Web Devout tidings


Web Devout was dugg

Yesterday, this site’s standards support resource appeared on the front page of digg, an extremely popular social bookmarking site, and the resulting impact made Web Devout inaccessible to many visitors for several hours. At the peak, the server managed to serve over 7000 requests to a total of nearly 1500 unique visitors in one hour. That doesn’t include the many people whose connections timed out during the wait. The digg post has achieved almost 2000 diggs (bookmark actions, which are treated as votes in favor of the page). More initial statistics are available.

The digg post was marked by some users as “inaccurate”, possibly due to a recent blog post by Chris Wilson, group program manager on the Internet Explorer platform development team, where he criticised some aspects of the structure of the standards support resource and the resulting percentage values. I presented my counterarguments in the comments of that post and I recommend that people take a read.

Shortly after Web Devout appeared on the digg front page, I quickly set up a server-side caching system to reduce the server impact and hopefully make the site available to more people. The site is now functional again and the caching system will remain up and running.
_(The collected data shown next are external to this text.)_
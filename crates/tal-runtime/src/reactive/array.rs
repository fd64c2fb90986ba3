#![forbid(unsafe_code)]

//! Reactive array edits.
//!
//! Every structural edit on an array [`Observable`] dispatches one
//! notification named after the operation, carrying enough data for a list
//! consumer to mirror it without rescanning:
//!
//! | Operation | Property | Payload |
//! |---|---|---|
//! | `push(items)` | `push` | [`Change::Push`] |
//! | `unshift(items)` | `unshift` | [`Change::Unshift`] |
//! | `splice(start, n, items)` | `splice` | [`Change::Splice`] (normalized start/count) |
//! | `shift()` | `shift` | [`Change::Shift`] (removed value) |
//! | `pop()` | `pop` | [`Change::Pop`] (removed value) |
//! | `clear()` | `clear` | [`Change::Clear`] |
//! | `a[i] = v` | `set` and `"i"` | [`Change::Set`] |
//! | `length = n` | `length` | [`Change::Length`] |
//!
//! Any edit that changes the length additionally dispatches `length` after
//! its own notification.
//!
//! `sort`, `reverse`, `fill` and `copyWithin` reorder in ways a list consumer
//! cannot mirror incrementally and fail with
//! [`TalError::UnsupportedOperation`].
//!
//! Lengths are capped at [`MAX_LENGTH`]: a `length` write above it, or an
//! index write at or above it, fails instead of growing the array.

use crate::error::{Result, TalError};
use crate::value::{Array, Value};

use super::detect;
use super::observable::{Observable, ParentLink, Target};
use super::observers::Change;
use super::wrap::wrap_child;

/// Largest array length, as in the host (`2^32 - 1`).
pub const MAX_LENGTH: usize = u32::MAX as usize;

/// A structural array edit.
#[derive(Clone, Debug)]
pub enum ArrayOp {
    Push(Vec<Value>),
    Unshift(Vec<Value>),
    /// `start` may be negative (counted from the end); a missing
    /// `delete_count` removes everything from `start`.
    Splice {
        start: isize,
        delete_count: Option<usize>,
        items: Vec<Value>,
    },
    Shift,
    Pop,
    Clear,
    SetLength(usize),
    SetIndex { index: usize, value: Value },
}
#![forbid(unsafe_code)]

//! Property tests for list rendering: any sequence of in-range array edits
//! leaves the DOM exactly where a fresh render of the final array would.

use proptest::prelude::*;
use serde_json::json;
use tal::prelude::*;
use tal_harness::{ArrayEdit, Fixture, array_edit};

const LIST: &str = r#"<ul><li tal:repeat="n items" tal:content="n"></li></ul>"#;

fn rendered(model: &[i32]) -> Vec<String> {
    model.iter().map(ToString::to_string).collect()
}

fn fixture(initial: &[i32]) -> Fixture {
    Fixture::new(LIST, json!({ "items": initial })).unwrap()
}

// ============================================================================
// Incremental edits match a fresh render
// ============================================================================

proptest! {
    #![proptest_config(ProptestConfig::with_cases(128))]

    #[test]
    fn incremental_edits_match_fresh_render(
        initial in prop::collection::vec(-50i32..50, 0..6),
        edits in prop::collection::vec(array_edit(), 0..12),
    ) {
        let fx = fixture(&initial);
        let items = fx.observable("items").unwrap();
        let mut model = initial.clone();

        for edit in edits {
            let edit = edit.clamp(model.len());
            edit.apply(&items).unwrap();
            edit.apply_model(&mut model);
            prop_assert_eq!(fx.texts("li"), rendered(&model), "after {:?}", edit);
        }

        let fresh = fixture(&model);
        prop_assert_eq!(fx.html(), fresh.html());
    }

    #[test]
    fn edits_keep_one_scope_per_item(
        edits in prop::collection::vec(array_edit(), 0..12),
    ) {
        let fx = fixture(&[1, 2, 3]);
        let items = fx.observable("items").unwrap();
        let mut model = vec![1, 2, 3];
        for edit in edits {
            let edit = edit.clamp(model.len());
            edit.apply(&items).unwrap();
            edit.apply_model(&mut model);
        }
        // One scope for the list anchor, one per rendered item.
        prop_assert_eq!(fx.renderer().scope_count(), model.len() + 1);
    }
}

// ============================================================================
// Node stability
// ============================================================================

#[test]
fn splice_leaves_untouched_items_in_place() {
    let fx = fixture(&[1, 2, 3, 4, 5]);
    let before = fx.elements("li");
    fx.observable("items")
        .unwrap()
        .splice(1, 2, [Value::from(9)])
        .unwrap();
    let after = fx.elements("li");
    assert_eq!(fx.texts("li"), ["1", "9", "4", "5"]);
    assert_eq!(after[0], before[0]);
    assert_eq!(after[2], before[3]);
    assert_eq!(after[3], before[4]);
    assert!(!fx.document().is_alive(before[1]));
}

#[test]
fn push_and_unshift_do_not_rebuild_existing_items() {
    let fx = fixture(&[1, 2]);
    let before = fx.elements("li");
    let items = fx.observable("items").unwrap();
    items.push([Value::from(3)]).unwrap();
    items.unshift([Value::from(-1), Value::from(0)]).unwrap();
    let after = fx.elements("li");
    assert_eq!(fx.texts("li"), ["-1", "0", "1", "2", "3"]);
    assert_eq!(&after[2..4], &before[..]);
}

#[test]
fn truncate_then_clear() {
    let fx = fixture(&[1, 2, 3, 4]);
    let items = fx.observable("items").unwrap();
    ArrayEdit::Truncate(2).apply(&items).unwrap();
    assert_eq!(fx.texts("li"), ["1", "2"]);
    ArrayEdit::Clear.apply(&items).unwrap();
    assert!(fx.texts("li").is_empty());
    assert_eq!(fx.renderer().scope_count(), 1);
}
2 Responses to “Web Devout was dugg”

  1. Chris Wilson Says:

    David, I want to be clear that I was not intending to criticize the structure of your tests; I was stating that I don’t believe your test suite accurately portrays the improvement in standards support in IE7, and that was being picked up the community as proof that MS isn’t interested in improving standards in IE (when nothing could be further than the truth).

    Posted using Flock 0.7.4.1 on Windows.

  2. David Hammond Says:

    Well, you did express that the way “inherit” and invalid property failure issues are included in the tables “makes IE in particular look bad”. But yes, I recognize that the Internet Explorer development team is now putting forth as much effort as can be expected from any development team of its size, and even my tables suggest that Internet Explorer is now making progress as fast as its competitors. If the practical benefits of the improvements are in fact underreported due to the way percentages are calculated (currently, features and bugs are not weighted based on real world importance), then it could be that IE7 has made somewhat more progress in CSS 2.1 support than its competition in the same length of time.

    To be honest, in terms of practical improvements, I do think IE7 made somewhat more progress over IE6 than Firefox 1.5 did over Firefox 1.0. Here’s a brief comparison of the improvements:

    Firefox 1.5:

    • Counters (direct from no support to full support)
    • cursor URLs
    • Outlines (again, from no support to full support)
    • Proper support for the quotes property
    • Various other improvements

    Internet Explorer 7:

    • Fixed an !important bug
    • Much improved selector support (although selector parsing is still full of bugs)
    • background-attachment: fixed on all elements
    • transparent border colors
    • Fixed some float bugs, but added new ones
    • Fixed some margin bugs
    • position: fixed support
    • Improved width/height support (still have some bugs)
    • Added min-height, max-height, min-width, max-width (still have some bugs)
    • Varous other improvements

    Probably the main reason IE7’s improvements don’t show a higher percentage increase than Firefox 1.5’s, and arguably a true-to-reality reason, is that most of the improved features still have a lot of bugs in them, so some values are simply “less incomplete” where I can’t objectively break down the feature support into a percentage, and the newly supported features often jump from “N” to about 50% rather than straight to “Y” as, for example, Firefox 1.5’s outline and counter support did.

    In the real world, bugs in selectors, margins, and width/height have much more of an impact than quotes and outlines, and so it can definitely be argued that Internet Explorer 7 improved at least somewhat more than Firefox 1.5 or Opera 9 did. That said, I don’t think the progress is fast enough to be considered significantly catching up to Firefox and Opera, and even so, it seems that progress would naturally slow down as support starts to near 100% (as it is in Firefox and Opera) when the remaining bugs begin to deal only with relatively picky details here and there.

    I squarely lay the blame for the current Internet Explorer problems on Microsoft’s past actions, not your present actions. Internet Explorer is making progress, but it is currently so far behind that it seems IE won’t likely catch up to the competition for at least several versions, if ever. Assuming Internet Explorer continues to have an influential market share for the foreseeable future, I can only hope that the situation continues to improve at a reasonable pace. As I have said before, I would love to see a ground-up rewrite of Trident focused around proper implementations of the standards.

    Posted using Mozilla Firefox 1.5.0.6 on Linux.